Glycyrrhizin surface-modified chitosan nanoparticles for hepatocyte-targeted delivery
- 作者:Aihua Lin ; Yiming Liu ; Yu Huang ; Jingbo Sun ; Zhifeng Wu ; Xian Zhang ; Qineng Ping
- 关键词:Glycyrrhizin ; Chitosan ; Nanoparticles ; Surface modification ; Drug delivery ; Hepatocytes
- 刊名:International Journal of Pharmaceutics
- 出版年:2008
- 期刊代码:24_03785173
- 类别:pha
- 出版时间:9 July 2008
- 卷:359
- 期:1-2
- 页码:247-253
- 文件大小:890 K
摘要
The aim of the present work was to investigate the potential utility of chitosan nanoparticles surface modified with glycyrrhizin (CS-NPs-GL) as new hepatocyte-targeted delivery vehicles. For this purpose, chitosan nanoparticles (CS-NPs) were prepared previously by ionic gelation process and glycyrrhizin was oxidized by sodium periodate to be conjugated to the surface of CS-NPs. The CS-NPs-GL obtained were first characterized for their morphology, particle size, zeta potential, association efficiency and in vitro release of adriamycin (ADR), using as a model drug. The nanoparticles were also labeled with rhodamine B isothiocyanate and their interaction with rat hepatocytes was examined by flow cytometry (FCM) and confocal laser microscopy (CLSM). The spherical nanoparticles prepared with oxidized GL/CS ratio of 0.14:1 (w/w) were in the 147.2 nm size range, and exhibited a positive electrical charge (+9.3 mV), and associated ADR quite efficiently (association efficiency: 91.7%) and showed lower extent of release (28%over 72 h) in vitro.
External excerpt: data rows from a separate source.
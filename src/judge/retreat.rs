//! Retreat-phase adjudication.
//!
//! Dislodged units may retreat to an adjacent province that is empty, not
//! the province their attacker came from, and not left contested by a
//! standoff. Everything else disbands: units given no order, units whose
//! retreat is illegal, and units whose retreats collide. Only retreats
//! that were individually legal compete for a province; an illegal
//! retreat disbands without blocking anyone.

use tracing::debug;

use crate::board::{Coast, Order, PowerId, ProvinceId, Topology, Unit, UnitKind};

use super::report::{Dislodgement, OrderOutcome, ResolvedOrder, RetreatReport};

/// Adjudicates one retreat phase. `occupied` is the board as it stands
/// after movement, dislodged units excluded. Orders that match no
/// dislodged unit come back `Void` and touch nothing.
pub fn resolve(
    topo: &Topology,
    occupied: &[Unit],
    dislodged: &[Dislodgement],
    standoffs: &[ProvinceId],
    orders: &[(PowerId, Order)],
) -> RetreatReport {
    let n = topo.province_count();
    let mut blocked = vec![false; n];
    for u in occupied {
        blocked[u.location.province.index()] = true;
    }
    for &p in standoffs {
        blocked[p.index()] = true;
    }

    let mut report = RetreatReport::default();
    let mut handled = vec![false; dislodged.len()];
    // (index into report.orders, retreating unit, destination province)
    let mut claims: Vec<(usize, Unit, ProvinceId)> = Vec::new();

    for (power, order) in orders {
        let matched = order.unit().and_then(|ou| {
            dislodged.iter().position(|d| {
                d.unit.power == *power
                    && d.unit.kind == ou.kind
                    && d.unit.location.province == ou.location.province
                    && (ou.location.coast == Coast::None
                        || ou.location.coast == d.unit.location.coast)
            })
        });
        let slot = report.orders.len();
        let mut outcome = OrderOutcome::Void;
        match (order, matched) {
            (Order::Retreat { dest, .. }, Some(di)) if !handled[di] => {
                handled[di] = true;
                let d = &dislodged[di];
                let from = d.unit.location;
                let reach = match d.unit.kind {
                    UnitKind::Army => topo.army_move_ok(from.province, dest.province),
                    UnitKind::Fleet => {
                        topo.fleet_move_ok(from.province, from.coast, dest.province, dest.coast)
                    }
                };
                let legal = reach
                    && dest.province != d.attacker_from
                    && !blocked[dest.province.index()];
                if legal {
                    claims.push((slot, d.unit, dest.province));
                    outcome = OrderOutcome::Succeeded;
                } else {
                    report.disbanded.push(d.unit);
                }
            }
            (Order::Disband { .. }, Some(di)) if !handled[di] => {
                handled[di] = true;
                report.disbanded.push(dislodged[di].unit);
                outcome = OrderOutcome::Succeeded;
            }
            _ => {}
        }
        report.orders.push(ResolvedOrder {
            power: *power,
            order: *order,
            outcome,
            supports: 0,
        });
    }

    // Legal retreats aiming at the same province all fail and disband.
    let mut targets = vec![0u8; n];
    for (_, _, dest) in &claims {
        targets[dest.index()] = targets[dest.index()].saturating_add(1);
    }
    for (slot, unit, dest) in claims {
        if targets[dest.index()] > 1 {
            report.orders[slot].outcome = OrderOutcome::Bounced;
            report.disbanded.push(unit);
        }
    }

    // No order means no retreat.
    for (di, d) in dislodged.iter().enumerate() {
        if handled[di] {
            continue;
        }
        report.orders.push(ResolvedOrder {
            power: d.unit.power,
            order: Order::Disband {
                unit: d.unit.as_order_unit(),
            },
            outcome: OrderOutcome::Succeeded,
            supports: 0,
        });
        report.disbanded.push(d.unit);
    }

    debug!(
        dislodged = dislodged.len(),
        disbanded = report.disbanded.len(),
        "retreats resolved"
    );
    report
}

#[cfg(test)]
mod tests {
    use super::*;
    use crate::board::variant;
    use crate::board::{Location, PhaseKind};
    use crate::parse::parse_order;

    fn topo() -> Topology {
        Topology::load(&variant::standard()).expect("standard map loads")
    }

    fn p(t: &Topology, code: &str) -> ProvinceId {
        t.find_province(code).expect("known province")
    }

    fn power(t: &Topology, name: &str) -> PowerId {
        t.find_power(name).expect("known power")
    }

    fn army(t: &Topology, who: &str, code: &str) -> Unit {
        Unit::new(power(t, who), UnitKind::Army, Location::new(p(t, code)))
    }

    fn fleet(t: &Topology, who: &str, code: &str) -> Unit {
        Unit::new(power(t, who), UnitKind::Fleet, Location::new(p(t, code)))
    }

    fn orders(t: &Topology, lines: &[&str]) -> Vec<(PowerId, Order)> {
        lines
            .iter()
            .map(|line| {
                let (who, rest) = line.split_once(':').expect("Power: order");
                let order = parse_order(t, PhaseKind::Retreat, rest).expect(rest);
                (power(t, who.trim()), order)
            })
            .collect()
    }

    #[test]
    fn retreat_to_an_open_province_succeeds() {
        let t = topo();
        let dislodged = vec![Dislodgement {
            unit: army(&t, "Austria", "tyr"),
            attacker_from: p(&t, "mun"),
        }];
        let occupied = vec![army(&t, "Germany", "tyr")];
        let report = resolve(
            &t,
            &occupied,
            &dislodged,
            &[],
            &orders(&t, &["Austria: A tyr R boh"]),
        );
        assert_eq!(report.orders.len(), 1);
        assert_eq!(report.orders[0].outcome, OrderOutcome::Succeeded);
        assert!(report.disbanded.is_empty());
    }

    #[test]
    fn attacker_origin_standoffs_and_occupied_provinces_are_barred() {
        let t = topo();
        let dislodged = vec![Dislodgement {
            unit: army(&t, "Austria", "tyr"),
            attacker_from: p(&t, "mun"),
        }];
        let occupied = vec![army(&t, "Germany", "tyr"), army(&t, "Italy", "ven")];
        let standoffs = vec![p(&t, "boh")];
        for bad in ["A tyr R mun", "A tyr R boh", "A tyr R ven"] {
            let report = resolve(
                &t,
                &occupied,
                &dislodged,
                &standoffs,
                &orders(&t, &[&format!("Austria: {bad}")]),
            );
            assert_eq!(report.orders[0].outcome, OrderOutcome::Void, "{bad}");
            assert_eq!(report.disbanded, vec![dislodged[0].unit], "{bad}");
        }
    }

    #[test]
    fn nonadjacent_retreat_is_void() {
        let t = topo();
        let dislodged = vec![Dislodgement {
            unit: army(&t, "Austria", "tyr"),
            attacker_from: p(&t, "mun"),
        }];
        let report = resolve(
            &t,
            &[],
            &dislodged,
            &[],
            &orders(&t, &["Austria: A tyr R war"]),
        );
        assert_eq!(report.orders[0].outcome, OrderOutcome::Void);
        assert_eq!(report.disbanded, vec![dislodged[0].unit]);
    }

    #[test]
    fn colliding_retreats_all_disband() {
        let t = topo();
        let dislodged = vec![
            Dislodgement {
                unit: army(&t, "Austria", "tyr"),
                attacker_from: p(&t, "mun"),
            },
            Dislodgement {
                unit: army(&t, "Russia", "gal"),
                attacker_from: p(&t, "war"),
            },
        ];
        let report = resolve(
            &t,
            &[],
            &dislodged,
            &[],
            &orders(&t, &["Austria: A tyr R boh", "Russia: A gal R boh"]),
        );
        assert_eq!(report.orders[0].outcome, OrderOutcome::Bounced);
        assert_eq!(report.orders[1].outcome, OrderOutcome::Bounced);
        assert_eq!(report.disbanded.len(), 2);
    }

    #[test]
    fn an_illegal_retreat_exerts_no_claim() {
        let t = topo();
        // Galicia's retreat to Bohemia is not even adjacent to it, so
        // Tyrolia's legal retreat there goes through alone.
        let dislodged = vec![
            Dislodgement {
                unit: army(&t, "Austria", "tyr"),
                attacker_from: p(&t, "mun"),
            },
            Dislodgement {
                unit: army(&t, "Russia", "ukr"),
                attacker_from: p(&t, "war"),
            },
        ];
        let report = resolve(
            &t,
            &[],
            &dislodged,
            &[],
            &orders(&t, &["Austria: A tyr R boh", "Russia: A ukr R boh"]),
        );
        assert_eq!(report.orders[0].outcome, OrderOutcome::Succeeded);
        assert_eq!(report.orders[1].outcome, OrderOutcome::Void);
        assert_eq!(report.disbanded, vec![dislodged[1].unit]);
    }

    #[test]
    fn unordered_dislodged_units_disband() {
        let t = topo();
        let dislodged = vec![Dislodgement {
            unit: fleet(&t, "England", "nth"),
            attacker_from: p(&t, "hel"),
        }];
        let report = resolve(&t, &[], &dislodged, &[], &[]);
        assert_eq!(report.orders.len(), 1);
        assert!(matches!(report.orders[0].order, Order::Disband { .. }));
        assert_eq!(report.orders[0].outcome, OrderOutcome::Succeeded);
        assert_eq!(report.disbanded, vec![dislodged[0].unit]);
    }

    #[test]
    fn disband_orders_are_honored() {
        let t = topo();
        let dislodged = vec![Dislodgement {
            unit: army(&t, "France", "bur"),
            attacker_from: p(&t, "mun"),
        }];
        let report = resolve(
            &t,
            &[],
            &dislodged,
            &[],
            &orders(&t, &["France: A bur D"]),
        );
        assert_eq!(report.orders[0].outcome, OrderOutcome::Succeeded);
        assert_eq!(report.disbanded, vec![dislodged[0].unit]);
    }

    #[test]
    fn fleet_retreats_land_on_the_reachable_coast() {
        let t = topo();
        let dislodged = vec![Dislodgement {
            unit: fleet(&t, "France", "gol"),
            attacker_from: p(&t, "tys"),
        }];
        let report = resolve(
            &t,
            &[],
            &dislodged,
            &[],
            &orders(&t, &["France: F gol R spa"]),
        );
        assert_eq!(report.orders[0].outcome, OrderOutcome::Succeeded);
        if let Order::Retreat { dest, .. } = report.orders[0].order {
            assert_eq!(dest.coast, Coast::South);
        } else {
            panic!("expected a retreat order");
        }
        assert!(report.disbanded.is_empty());
    }

    #[test]
    fn orders_for_standing_units_are_void() {
        let t = topo();
        let report = resolve(
            &t,
            &[army(&t, "Austria", "vie")],
            &[],
            &[],
            &orders(&t, &["Austria: A vie R boh"]),
        );
        assert_eq!(report.orders[0].outcome, OrderOutcome::Void);
        assert!(report.disbanded.is_empty());
    }
}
FCM and CLSM studies showed that CS-NPs-GL were preferentially accumulated in hepatocytes and the cellular uptake amount were 4.9 times more than that in hepatic nonparenchymal cells, and the uptake process was dependent on incubation time and dose of nanoparticles, which indicated that the internalization of these nanoparticles into hepatocytes was mostly mediated by a ligand–receptor interaction. In conclusion, CS-NPs-GL as a promising hepatocyte-targeted delivery carrier holds promise for further effective studies.